Monday, June 24, 2013

Juan dos Mortos


Desde que foi popularizado por George Romero no fim dos anos 60, os filmes de zumbi têm sido peça importante quando o Cinema quer mostrar o estado das coisas e das relações humanas. O gênero é sinônimo de comentário político. Portanto, retratar Havana como uma cidade em ruínas e dominada por mortos-vivos é uma sacada genial do diretor argentino Alejandro Brugués, dada a situação cubana atual e especialmente de sua capital.

Desde o primeiro plano, com um plongé que lembra As Aventuras de Pi, passando bruscamente para um contra-plongé que exibe a pequena balsa do protagonista flutuando no mar, quase como um mapa à deriva, que Juan dos Mortos dá a tônica de sua narrativa.
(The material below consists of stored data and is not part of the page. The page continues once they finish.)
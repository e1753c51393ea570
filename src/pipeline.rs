//! Worker loop.
//!
//! One thread owns the frame source, the detector and the crossing engine.
//! Per iteration:
//!
//! 1. read the line settings once
//! 2. capture, detect, drop detections under the confidence threshold
//! 3. run the engine, apply its events to the counters, notify handlers
//! 4. annotate and publish the frame with the post-apply counters
//! 5. offer the published frame to the snapshot scheduler
//!
//! A frame's events are always applied before that frame is published.
//! Handlers and the snapshot sink must only enqueue; any disk or network
//! work belongs on their own threads. The stop flag is checked once per
//! iteration and the current iteration always completes. Source and
//! detector are released on every exit path.

use std::sync::atomic::{AtomicBool, Ordering};
use std::sync::Arc;
use std::thread::JoinHandle;
use std::time::{Duration, Instant};

use anyhow::{anyhow, Result};
use serde::Serialize;

use crate::counter::{CounterStore, CrossingTally};
use crate::detect::{Detection, DetectorBackend};
use crate::engine::{EngineConfig, EngineStats, LineCrossingEngine};
use crate::frame::{BusValue, Frame, FrameBus};
use crate::ingest::FrameSource;
use crate::settings::LineSettings;
use crate::snapshot::{SaveRequest, SnapshotScheduler, DEFAULT_SNAPSHOT_SECS};

pub const DEFAULT_MAX_CAPTURE_FAILURES: u32 = 50;
const CAPTURE_RETRY: Duration = Duration::from_millis(100);
const PAUSE_POLL: Duration = Duration::from_millis(50);
const FPS_WINDOW: Duration = Duration::from_secs(1);

/// Receives the crossings of each frame, after they were counted.
///
/// Runs on the worker thread; must not block.
pub trait CrossingHandler: Send {
    fn on_crossings(&mut self, tallies: &[CrossingTally]);
}

/// Receives snapshot save requests. Runs on the worker thread; must not block.
pub trait SnapshotSink: Send {
    fn submit(&mut self, request: SaveRequest);
}

#[derive(Clone, Debug)]
pub struct PipelineConfig {
    pub engine: EngineConfig,
    pub snapshot_interval: Duration,
    /// Pace the loop to at most this rate. `None` runs as fast as the
    /// source delivers.
    pub target_fps: Option<u32>,
    /// Consecutive capture errors tolerated before the worker gives up.
    pub max_consecutive_capture_failures: u32,
    /// Draw the counting line and detection boxes on published frames.
    pub annotate: bool,
}

impl Default for PipelineConfig {
    fn default() -> Self {
        Self {
            engine: EngineConfig::default(),
            snapshot_interval: Duration::from_secs(DEFAULT_SNAPSHOT_SECS),
            target_fps: None,
            max_consecutive_capture_failures: DEFAULT_MAX_CAPTURE_FAILURES,
            annotate: true,
        }
    }
}

/// Totals for one worker run.
#[derive(Clone, Debug, Default, PartialEq, Serialize)]
pub struct PipelineReport {
    pub frames_processed: u64,
    pub events_emitted: u64,
    pub capture_failures: u64,
    pub detector_failures: u64,
    pub below_confidence: u64,
    pub snapshots_requested: u64,
    pub snapshots_dropped: u64,
    pub engine: EngineStats,
}

// ----------------------------------------------------------------------------
// Builder / handle
// ----------------------------------------------------------------------------

pub struct Pipeline {
    cfg: PipelineConfig,
    settings: Arc<LineSettings>,
    counters: Arc<CounterStore>,
    bus: Arc<FrameBus>,
    handlers: Vec<Box<dyn CrossingHandler>>,
    snapshots: Option<Box<dyn SnapshotSink>>,
}

impl Pipeline {
    pub fn new(cfg: PipelineConfig) -> Self {
        Self {
            cfg,
            settings: Arc::new(LineSettings::default()),
            counters: Arc::new(CounterStore::new()),
            bus: Arc::new(FrameBus::new()),
            handlers: Vec::new(),
            snapshots: None,
        }
    }

    pub fn with_settings(mut self, settings: Arc<LineSettings>) -> Self {
        self.settings = settings;
        self
    }

    pub fn with_counters(mut self, counters: Arc<CounterStore>) -> Self {
        self.counters = counters;
        self
    }

    pub fn with_bus(mut self, bus: Arc<FrameBus>) -> Self {
        self.bus = bus;
        self
    }

    pub fn with_handler(mut self, handler: Box<dyn CrossingHandler>) -> Self {
        self.handlers.push(handler);
        self
    }

    pub fn with_snapshot_sink(mut self, sink: Box<dyn SnapshotSink>) -> Self {
        self.snapshots = Some(sink);
        self
    }

    /// Validate the configuration and start the worker thread.
    pub fn spawn<S, D>(self, source: S, detector: D) -> Result<PipelineHandle>
    where
        S: FrameSource + 'static,
        D: DetectorBackend + 'static,
    {
        let engine = LineCrossingEngine::new(self.cfg.engine.clone())?;
        let scheduler = SnapshotScheduler::new(self.cfg.snapshot_interval, Instant::now())?;
        if self.cfg.target_fps == Some(0) {
            return Err(anyhow!("target_fps must be > 0 when set"));
        }

        let shutdown = Arc::new(AtomicBool::new(false));
        let paused = Arc::new(AtomicBool::new(false));
        let mut worker = Worker {
            cfg: self.cfg,
            engine,
            scheduler,
            settings: self.settings.clone(),
            counters: self.counters.clone(),
            bus: self.bus.clone(),
            handlers: self.handlers,
            snapshots: self.snapshots,
            shutdown: shutdown.clone(),
            paused: paused.clone(),
            fps: FpsMeter::new(Instant::now()),
            report: PipelineReport::default(),
        };
        let join = std::thread::Builder::new()
            .name("crossing-worker".into())
            .spawn(move || {
                let mut resources = Resources { source, detector };
                let result = worker.run(&mut resources);
                worker.report.engine = worker.engine.stats();
                worker.report.snapshots_requested = worker.scheduler.requested();
                worker.report.snapshots_dropped = worker.scheduler.dropped();
                match result {
                    Ok(()) => Ok(worker.report),
                    Err(err) => {
                        log::error!("pipeline worker stopped: {:#}", err);
                        Err(err)
                    }
                }
            })?;

        Ok(PipelineHandle {
            shutdown,
            paused,
            settings: self.settings,
            counters: self.counters,
            bus: self.bus,
            join: Some(join),
        })
    }
}

pub struct PipelineHandle {
    shutdown: Arc<AtomicBool>,
    paused: Arc<AtomicBool>,
    settings: Arc<LineSettings>,
    counters: Arc<CounterStore>,
    bus: Arc<FrameBus>,
    join: Option<JoinHandle<Result<PipelineReport>>>,
}

impl PipelineHandle {
    /// Signal the worker, wait for its current iteration and return its report.
    pub fn stop(mut self) -> Result<PipelineReport> {
        self.shutdown.store(true, Ordering::SeqCst);
        match self.join.take() {
            Some(join) => join
                .join()
                .map_err(|_| anyhow!("pipeline worker thread panicked"))?,
            None => Err(anyhow!("pipeline worker already joined")),
        }
    }

    /// Skip capture until `resume`. Counters and tracks are kept.
    pub fn pause(&self) {
        if !self.paused.swap(true, Ordering::SeqCst) {
            log::info!("pipeline paused");
        }
    }

    pub fn resume(&self) {
        if self.paused.swap(false, Ordering::SeqCst) {
            log::info!("pipeline resumed");
        }
    }

    pub fn is_paused(&self) -> bool {
        self.paused.load(Ordering::SeqCst)
    }

    /// Zero the counters. Live tracks are kept, so an identity that already
    /// crossed is not counted again after a reset.
    pub fn reset_counters(&self) {
        self.counters.reset();
    }

    pub fn settings(&self) -> &Arc<LineSettings> {
        &self.settings
    }

    pub fn counters(&self) -> &Arc<CounterStore> {
        &self.counters
    }

    pub fn bus(&self) -> &Arc<FrameBus> {
        &self.bus
    }

    /// True once the worker has exited (stop, end of stream or error).
    pub fn is_finished(&self) -> bool {
        self.join.as_ref().map_or(true, |join| join.is_finished())
    }
}

impl Drop for PipelineHandle {
    fn drop(&mut self) {
        self.shutdown.store(true, Ordering::SeqCst);
        if let Some(join) = self.join.take() {
            if join.join().is_err() {
                log::error!("pipeline worker thread panicked");
            }
        }
    }
}

// ----------------------------------------------------------------------------
// Worker
// ----------------------------------------------------------------------------

/// Owns the capture and detector for the life of the worker thread and
/// releases both when dropped.
struct Resources<S: FrameSource, D: DetectorBackend> {
    source: S,
    detector: D,
}

impl<S: FrameSource, D: DetectorBackend> Drop for Resources<S, D> {
    fn drop(&mut self) {
        self.source.release();
        self.detector.release();
        log::debug!("pipeline resources released");
    }
}

struct FpsMeter {
    window_start: Instant,
    frames: u32,
    fps: f64,
}

impl FpsMeter {
    fn new(now: Instant) -> Self {
        Self {
            window_start: now,
            frames: 0,
            fps: 0.0,
        }
    }

    fn tick(&mut self, now: Instant) -> f64 {
        self.frames += 1;
        let elapsed = now.saturating_duration_since(self.window_start);
        if elapsed >= FPS_WINDOW {
            self.fps = f64::from(self.frames) / elapsed.as_secs_f64();
            self.frames = 0;
            self.window_start = now;
        }
        self.fps
    }
}

struct Worker {
    cfg: PipelineConfig,
    engine: LineCrossingEngine,
    scheduler: SnapshotScheduler,
    settings: Arc<LineSettings>,
    counters: Arc<CounterStore>,
    bus: Arc<FrameBus>,
    handlers: Vec<Box<dyn CrossingHandler>>,
    snapshots: Option<Box<dyn SnapshotSink>>,
    shutdown: Arc<AtomicBool>,
    paused: Arc<AtomicBool>,
    fps: FpsMeter,
    report: PipelineReport,
}

impl Worker {
    fn run<S: FrameSource, D: DetectorBackend>(
        &mut self,
        resources: &mut Resources<S, D>,
    ) -> Result<()> {
        resources.source.connect()?;
        resources.detector.warm_up()?;
        log::info!(
            "pipeline started: detector={} snapshot_interval={}s",
            resources.detector.name(),
            self.cfg.snapshot_interval.as_secs()
        );

        let frame_budget = self
            .cfg
            .target_fps
            .map(|fps| Duration::from_secs_f64(1.0 / f64::from(fps)));
        let mut frame_index: u64 = 0;
        let mut consecutive_failures: u32 = 0;
        let mut was_paused = false;

        while !self.shutdown.load(Ordering::SeqCst) {
            if self.paused.load(Ordering::SeqCst) {
                if !was_paused {
                    self.scheduler.pause();
                    was_paused = true;
                }
                std::thread::sleep(PAUSE_POLL);
                continue;
            }
            if was_paused {
                self.scheduler.resume(Instant::now());
                was_paused = false;
            }

            let started = Instant::now();
            let frame = match resources.source.next_frame() {
                Ok(Some(frame)) => {
                    consecutive_failures = 0;
                    frame
                }
                Ok(None) => {
                    log::info!("source ended after {} frames", frame_index);
                    break;
                }
                Err(err) => {
                    self.report.capture_failures += 1;
                    consecutive_failures += 1;
                    if consecutive_failures >= self.cfg.max_consecutive_capture_failures {
                        return Err(err.context(format!(
                            "capture failed {} times in a row",
                            consecutive_failures
                        )));
                    }
                    log::warn!("capture failed ({}): {:#}", consecutive_failures, err);
                    std::thread::sleep(CAPTURE_RETRY);
                    continue;
                }
            };

            self.process_frame(frame, frame_index, &mut resources.detector);
            frame_index += 1;

            if let Some(budget) = frame_budget {
                let spent = started.elapsed();
                if spent < budget {
                    std::thread::sleep(budget - spent);
                }
            }
        }

        log::info!(
            "pipeline stopped after {} frames, {} crossings",
            self.report.frames_processed,
            self.report.events_emitted
        );
        Ok(())
    }

    fn process_frame<D: DetectorBackend>(&mut self, frame: Frame, frame_index: u64, detector: &mut D) {
        let view = self.settings.view();

        let detections = match detector.detect(&frame) {
            Ok(detections) => detections,
            Err(err) => {
                self.report.detector_failures += 1;
                log::warn!(
                    "detector {} failed on frame {}: {:#}",
                    detector.name(),
                    frame_index,
                    err
                );
                Vec::new()
            }
        };
        let before = detections.len();
        let kept: Vec<Detection> = detections
            .into_iter()
            .filter(|det| f64::from(det.confidence) >= view.confidence)
            .collect();
        self.report.below_confidence += (before - kept.len()) as u64;

        let width = frame.width();
        let events = self
            .engine
            .process(&kept, view.line_fraction, width, frame_index);
        let tallies = self.counters.apply(&events);
        if !tallies.is_empty() {
            self.report.events_emitted += tallies.len() as u64;
            for handler in &mut self.handlers {
                handler.on_crossings(&tallies);
            }
        }

        let mut display = frame;
        if self.cfg.annotate {
            display.annotate(view.line_fraction * f64::from(width), &kept);
        }
        let now = Instant::now();
        let fps = self.fps.tick(now);
        let value = BusValue::new(display, self.counters.snapshot(), frame_index).with_fps(fps);
        let published = self.bus.publish(value);
        self.report.frames_processed += 1;

        if let Some(sink) = &mut self.snapshots {
            if let Some(request) = self.scheduler.on_frame(&published.frame, now) {
                sink.submit(request);
            }
        }
    }
}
O diálogo entre Juan e seu melhor amigo Lazaro (a frase que põe ponto final na hipótese de atravessarem a água rumo aos Estados Unidos é seca como a fotografia de Carles Gusi: “Em Miami eu teria que trabalhar.”) estabelece um ponto de vista antiamericano dos personagens e transborda uma veia humorística que é mais que bem-vinda: é essencial.

Sim, pois o que Brugués faz aqui é, através do grito de seus personagens contra a América, gritar contra o próprio povo cubano e seu monstro irreal. O cineasta transforma dissidentes em zumbis, lança frases de efeito (“Você é igualzinho a esse país: acontecem muitas coisas, mas você nunca muda.”) e utiliza uma desajeitada, e por isso cômica, estética de game hack and slash nas cenas de combate para cruzar o cinema cubano com o terrir mainstream, e faz disso tudo combustível para comentar a decadência da sociedade cubana, seu defasado posicionamento ideológico e seu atraso em relação ao resto do mundo. Pelo menos de acordo com o olhar de um nativo de lá (o diretor foi criado em Havana).

Para retratar os já citados confrontos, Brugués compensa os efeitos especiais de segunda (que rivalizam em artificialidade com a estética televisiva de Kaboom, de Gregg Araki, e que até conferem um charme de cinema de guerrilha à produção) com um domínio absurdo de seus atores. O elenco principal entende a proposta e se veste com os personagens como se todos tivessem escrito o roteiro juntamente com o diretor, que encontra em Alexis Díaz de Villegas um intérprete ideal para representar a trajetória de Juan em direção ao empreendedorismo, no comando de uma história que leva seu nome.

Transformar a morte em negócio e assassinos em heróis empreendedores não é coisa nova. O que refresca a ideia é fazer um povo explorar a miséria de si mesmo. Quando Lazaro diz que em Cuba sempre foi muito difícil distinguir os bons dos maus, Brugués direciona sua alfinetada não só para o governo totalitário e inflexível do país, mas para o povo que se deixou lavar a mente e se calou. Em Juan dos Mortos, é hora de lutar. Contra tudo, contra todos, a favor da liberdade.

E por mais que o comentário do diretor sobre a iconoclastia surja óbvia aqui e ali (ver zumbis sendo decepados à sombra da imagem de Che Guevara é um exemplo da falta de refinamento, talvez proposital, de Brugués), Juan dos Mortos é um longa que raramente perde as batalhas que disputa, por uma Cuba melhor, por um povo consciente e por um cinema de gênero potente vindo de terras (e águas) caribenhas em uma viagem, assim como alguns de seus personagens, para além dos limites territoriais de seu país, rumo ao reconhecimento.

Juan de los Muertos, Cuba, 2011 

1 comment:

João said...

pelo seu texto parece que é mais um filme politico. E estreia no mesmo dia de Guarra mundial Z. o que é isso? Dia internacional dos zumbis?